*Exercise directions:* Answer with a single number stating how many lines of the entries below include the string "anyhow".

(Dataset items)
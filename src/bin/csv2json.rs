//! `csv2json`: convert a directory of CSV files to JSON on a bounded work pool.
//!
//! Settings come from `CSV2JSON_*` environment variables (a `.env` file is
//! loaded first) and may be overridden on the command line.

use std::path::PathBuf;

use anyhow::Context;
use clap::Parser;
use tracing::warn;

use workpool::config::{parse_delimiter, ConverterConfig};
use workpool::convert::convert_directory;
use workpool::core::AppResult;
use workpool::util::init_tracing;

#[derive(Debug, Parser)]
#[command(name = "csv2json", version, about = "Convert a directory of CSV files to JSON")]
struct Cli {
    /// Directory containing the input files.
    #[arg(long)]
    input_dir: Option<PathBuf>,
    /// Directory receiving `<name>.json` outputs.
    #[arg(long)]
    output_dir: Option<PathBuf>,
    /// Maximum number of files converted at the same time.
    #[arg(long)]
    workers: Option<usize>,
    /// Input file extension, without the dot.
    #[arg(long)]
    extension: Option<String>,
    /// Field delimiter: a single character, or `tab`.
    #[arg(long, value_parser = parse_delimiter)]
    delimiter: Option<u8>,
}

impl Cli {
    fn apply(self, config: &mut ConverterConfig) {
        if let Some(dir) = self.input_dir {
            config.input_dir = dir;
        }
        if let Some(dir) = self.output_dir {
            config.output_dir = dir;
        }
        if let Some(workers) = self.workers {
            config.max_workers = workers;
        }
        if let Some(ext) = self.extension {
            config.extension = ext.trim_start_matches('.').to_string();
        }
        if let Some(delimiter) = self.delimiter {
            config.delimiter = delimiter;
        }
    }
}

fn main() -> AppResult<()> {
    init_tracing();

    let cli = Cli::parse();
    let mut config = ConverterConfig::from_env().map_err(anyhow::Error::msg)?;
    cli.apply(&mut config);

    let report = convert_directory(&config)
        .with_context(|| format!("failed to convert {}", config.input_dir.display()))?;

    if report.failed > 0 {
        warn!(failed = report.failed, "Some files could not be converted");
    }
    Ok(())
}
use super::Session;
use crate::protocol::Protocol;

/// Outcome of advancing the setup iteration.
#[derive(Debug, Clone, Copy, PartialEq, Eq)]
pub enum SetupStep {
    /// SETUP was issued for this substream; its completion continues the
    /// iteration.
    Pending(usize),
    /// Every substream has been tried.
    Exhausted,
}

/// Walks a session's substreams in discovery order, one SETUP at a time.
///
/// Substreams that cannot be activated are logged and skipped without
/// issuing a SETUP. At most one SETUP is outstanding.
#[derive(Debug, Default)]
pub struct SubsessionController {
    next: usize,
    pending: Option<usize>,
}

impl SubsessionController {
    pub fn new() -> Self {
        Self::default()
    }

    /// Issue SETUP for the next substream that activates successfully.
    pub fn setup_next(&mut self, session: &mut Session, protocol: &mut dyn Protocol) -> SetupStep {
        self.pending = None;

        while let Some(substream) = session.substreams.get_mut(self.next) {
            self.next += 1;

            match protocol.activate(substream) {
                Ok(ports) => {
                    substream.client_ports = Some(ports);
                    tracing::debug!(
                        url = %protocol.url(),
                        substream = %substream.label(),
                        rtp_port = ports.rtp,
                        rtcp_port = ports.rtcp,
                        "initiated subsession"
                    );
                    protocol.send_setup(substream);
                    self.pending = Some(substream.index);
                    return SetupStep::Pending(substream.index);
                }
                Err(e) => {
                    tracing::warn!(
                        url = %protocol.url(),
                        substream = %substream.label(),
                        error = %e,
                        "failed to initiate subsession"
                    );
                }
            }
        }

        SetupStep::Exhausted
    }

    /// Substream whose SETUP is outstanding.
    pub fn pending(&self) -> Option<usize> {
        self.pending
    }

    /// Accept the completion for `index`. Returns `false` if no SETUP for
    /// that substream is outstanding.
    pub fn complete(&mut self, index: usize) -> bool {
        if self.pending == Some(index) {
            self.pending = None;
            true
        } else {
            false
        }
    }
}

#[cfg(test)]
mod tests {
    use super::*;
    use crate::protocol::sdp::parse_sdp;
    use crate::test_support::{Call, MockProtocol};

    fn session(substreams: usize) -> Session {
        let mut sdp = String::from("v=0\r\n");
        for i in 0..substreams {
            sdp.push_str(&format!(
                "m=video 0 RTP/AVP 96\r\na=rtpmap:96 H264/90000\r\na=control:track{i}\r\n"
            ));
        }
        Session::from_description(&parse_sdp(&sdp).unwrap(), "rtsp://h/s/")
    }

    #[test]
    fn one_setup_at_a_time_in_order() {
        let (mut protocol, calls) = MockProtocol::new();
        let mut session = session(2);
        let mut setup = SubsessionController::new();

        assert_eq!(setup.setup_next(&mut session, &mut protocol), SetupStep::Pending(0));
        assert_eq!(setup.pending(), Some(0));
        assert!(session.substreams[0].client_ports.is_some());
        assert!(session.substreams[1].client_ports.is_none());

        assert!(setup.complete(0));
        assert_eq!(setup.setup_next(&mut session, &mut protocol), SetupStep::Pending(1));
        assert!(setup.complete(1));
        assert_eq!(setup.setup_next(&mut session, &mut protocol), SetupStep::Exhausted);

        assert_eq!(
            calls.borrow().as_slice(),
            &[Call::Activate(0), Call::Setup(0), Call::Activate(1), Call::Setup(1)]
        );
    }

    #[test]
    fn failed_activations_are_skipped_without_setup() {
        let (mut protocol, calls) = MockProtocol::new();
        protocol.fail_activation(0);
        protocol.fail_activation(1);
        let mut session = session(3);
        let mut setup = SubsessionController::new();

        assert_eq!(setup.setup_next(&mut session, &mut protocol), SetupStep::Pending(2));
        assert_eq!(
            calls.borrow().as_slice(),
            &[Call::Activate(0), Call::Activate(1), Call::Activate(2), Call::Setup(2)]
        );
    }

    #[test]
    fn all_activations_failing_exhausts_immediately() {
        let (mut protocol, _calls) = MockProtocol::new();
        protocol.fail_activation(0);
        let mut session = session(1);
        let mut setup = SubsessionController::new();

        assert_eq!(setup.setup_next(&mut session, &mut protocol), SetupStep::Exhausted);
        assert_eq!(setup.pending(), None);
    }

    #[test]
    fn stale_completion_is_rejected() {
        let (mut protocol, _calls) = MockProtocol::new();
        let mut session = session(2);
        let mut setup = SubsessionController::new();

        setup.setup_next(&mut session, &mut protocol);
        assert!(!setup.complete(1));
        assert!(setup.complete(0));
        assert!(!setup.complete(0));
    }
}
//! Error types for the RTSP client library.

use std::fmt;

/// Errors that can occur in the RTSP client library.
///
/// Variants map to specific failure modes across the stack:
///
/// - **Protocol**: [`Parse`](Self::Parse), [`Status`](Self::Status),
///   [`Sdp`](Self::Sdp), [`InvalidUrl`](Self::InvalidUrl).
/// - **Transport**: [`Io`](Self::Io), [`ConnectionClosed`](Self::ConnectionClosed),
///   [`UnsupportedTransport`](Self::UnsupportedTransport),
///   [`PortAllocation`](Self::PortAllocation),
///   [`SourceUnavailable`](Self::SourceUnavailable).
/// - **Media**: [`ParameterSets`](Self::ParameterSets),
///   [`SinkCreation`](Self::SinkCreation), [`Decode`](Self::Decode).
#[derive(Debug, thiserror::Error)]
pub enum RtspError {
    /// Underlying I/O or socket error.
    #[error("I/O error: {0}")]
    Io(#[from] std::io::Error),

    /// Failed to parse an RTSP response message (RFC 2326 §7).
    #[error("RTSP parse error: {kind}")]
    Parse { kind: ParseErrorKind },

    /// The server answered a request with a non-2xx status.
    #[error("{method} failed: {code} {reason}")]
    Status {
        method: String,
        code: u16,
        reason: String,
    },

    /// The DESCRIBE body could not be turned into a session description.
    #[error("SDP error: {0}")]
    Sdp(String),

    /// The stream URL is not a usable `rtsp://` URL.
    #[error("invalid RTSP URL: {0}")]
    InvalidUrl(String),

    /// The server closed the RTSP connection while a response was expected.
    #[error("connection closed by server")]
    ConnectionClosed,

    /// A substream declares a transport profile this client cannot receive.
    #[error("unsupported transport: {0}")]
    UnsupportedTransport(String),

    /// No even/odd UDP port pair could be bound for RTP/RTCP.
    #[error("could not allocate a client RTP/RTCP port pair")]
    PortAllocation,

    /// `sprop-parameter-sets` contained a record that is not valid base64.
    #[error("invalid parameter sets: {0}")]
    ParameterSets(#[from] base64::DecodeError),

    /// The decode/render collaborator could not be attached to a substream.
    #[error("sink creation failed: {0}")]
    SinkCreation(String),

    /// The decoder rejected a frame.
    #[error("decode error: {0}")]
    Decode(String),

    /// No bound data source exists for the substream (not activated, or
    /// already handed out).
    #[error("no data source bound for substream {0}")]
    SourceUnavailable(usize),
}

/// Specific kind of RTSP parse failure.
#[derive(Debug)]
pub enum ParseErrorKind {
    /// Input was empty (no status line).
    EmptyResponse,
    /// Status line did not have the expected `Version Code Reason` format.
    InvalidStatusLine,
    /// A header line did not contain a colon separator.
    InvalidHeader,
    /// `Content-Length` was not a number or exceeded the body size limit.
    InvalidContentLength,
    /// Status line and headers exceeded the head size limit.
    HeadTooLarge,
}

impl fmt::Display for ParseErrorKind {
    fn fmt(&self, f: &mut fmt::Formatter<'_>) -> fmt::Result {
        match self {
            Self::EmptyResponse => write!(f, "empty response"),
            Self::InvalidStatusLine => write!(f, "invalid status line"),
            Self::InvalidHeader => write!(f, "invalid header"),
            Self::InvalidContentLength => write!(f, "invalid content length"),
            Self::HeadTooLarge => write!(f, "response head too large"),
        }
    }
}

/// Convenience alias for `Result<T, RtspError>`.
pub type Result<T> = std::result::Result<T, RtspError>;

*Response:* 2